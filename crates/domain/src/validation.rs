// Copyright (C) 2026 Fred Clausen
// Use of this source code is governed by an MIT-style
// license that can be found in the LICENSE file or at
// https://opensource.org/licenses/MIT.

use crate::error::DomainError;

/// Check letters for Spanish national IDs, indexed by the number modulo 23.
const LETRAS_DNI: [char; 23] = [
    'T', 'R', 'W', 'A', 'G', 'M', 'Y', 'F', 'P', 'D', 'X', 'B', 'N', 'J', 'Z', 'S', 'Q', 'V', 'H',
    'L', 'C', 'K', 'E',
];

/// Returns the trimmed value, or an absence error when nothing was supplied.
///
/// # Errors
///
/// Returns `DomainError::Missing` if the value is empty or only whitespace.
pub fn require<'a>(field: &'static str, value: &'a str) -> Result<&'a str, DomainError> {
    let trimmed: &str = value.trim();
    if trimmed.is_empty() {
        return Err(DomainError::Missing { field });
    }
    Ok(trimmed)
}

/// Normalizes a person's name.
///
/// Whitespace runs collapse to a single space, the ends are trimmed, and each
/// word is capitalized with the remainder lowercased.
#[must_use]
pub fn format_name(nombre: &str) -> String {
    nombre
        .split_whitespace()
        .map(|palabra| {
            let mut chars = palabra.chars();
            chars.next().map_or_else(String::new, |first| {
                first
                    .to_uppercase()
                    .chain(chars.flat_map(char::to_lowercase))
                    .collect()
            })
        })
        .collect::<Vec<String>>()
        .join(" ")
}

/// Validates a professor's name: two or more alphabetic words.
///
/// # Errors
///
/// Returns `DomainError::Missing` if the name is blank, or
/// `DomainError::InvalidName` if it has fewer than two words or a word
/// contains a non-alphabetic character.
pub fn validate_full_name(nombre: &str) -> Result<(), DomainError> {
    let trimmed: &str = require("name", nombre)?;

    let palabras: Vec<&str> = trimmed.split_whitespace().collect();
    if palabras.len() < 2 {
        return Err(DomainError::InvalidName(format!(
            "'{trimmed}' must contain at least two words"
        )));
    }

    if let Some(palabra) = palabras
        .iter()
        .find(|p| !p.chars().all(char::is_alphabetic))
    {
        return Err(DomainError::InvalidName(format!(
            "'{palabra}' contains characters other than letters"
        )));
    }

    Ok(())
}

/// Validates an email address.
///
/// The accepted shape is `local@domain.tld` where the local part is made of
/// word characters, dots and plus signs, the domain is a single label of word
/// characters, and the top-level domain has two or three word characters.
///
/// # Errors
///
/// Returns `DomainError::Missing` if the address is blank, or
/// `DomainError::InvalidEmail` if it does not have the accepted shape.
pub fn validate_correo(correo: &str) -> Result<(), DomainError> {
    let trimmed: &str = require("email", correo)?;

    let invalid = || DomainError::InvalidEmail(format!("'{trimmed}' is not a valid address"));

    let (local, dominio) = trimmed.split_once('@').ok_or_else(invalid)?;
    if local.is_empty() || !local.chars().all(|c| is_word_char(c) || c == '.' || c == '+') {
        return Err(invalid());
    }

    let (nombre, tld) = dominio.split_once('.').ok_or_else(invalid)?;
    if nombre.is_empty() || !nombre.chars().all(is_word_char) {
        return Err(invalid());
    }
    if !(2..=3).contains(&tld.len()) || !tld.chars().all(is_word_char) {
        return Err(invalid());
    }

    Ok(())
}

/// Validates a national ID and returns it with the letter uppercased.
///
/// The ID is 8 digits followed by a check letter. The number modulo 23
/// selects the expected letter from a fixed table.
///
/// # Errors
///
/// Returns `DomainError::Missing` if the ID is blank,
/// `DomainError::InvalidDni` if it is not 8 digits and a letter, or
/// `DomainError::WrongDniLetter` if the letter fails the checksum.
pub fn validate_dni(dni: &str) -> Result<String, DomainError> {
    let trimmed: &str = require("national ID", dni)?;

    let invalid = || DomainError::InvalidDni(format!("'{trimmed}' must be 8 digits and a letter"));

    let mut chars = trimmed.chars();
    let letra: char = chars.next_back().ok_or_else(invalid)?;
    let digitos: &str = chars.as_str();
    if digitos.len() != 8 || !digitos.chars().all(|c| c.is_ascii_digit()) {
        return Err(invalid());
    }
    if !letra.is_ascii_alphabetic() {
        return Err(invalid());
    }

    let numero: u32 = digitos.parse().map_err(|_| invalid())?;
    let expected: char = expected_dni_letter(numero);
    let letra: char = letra.to_ascii_uppercase();
    if letra != expected {
        return Err(DomainError::WrongDniLetter {
            dni: trimmed.to_string(),
            expected,
        });
    }

    Ok(format!("{digitos}{letra}"))
}

/// Returns the check letter for the numeric part of a national ID.
#[must_use]
pub const fn expected_dni_letter(numero: u32) -> char {
    LETRAS_DNI[(numero % 23) as usize]
}

const fn is_word_char(c: char) -> bool {
    c.is_ascii_alphanumeric() || c == '_'
}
+++++
• _Work to complete_
Locate the word "single" in the records above, and return each line that has it.

• _The answer_
/// Whitespace runs collapse to a single space, the ends are trimmed, and each
/// word characters, dots and plus signs, the domain is a single label of word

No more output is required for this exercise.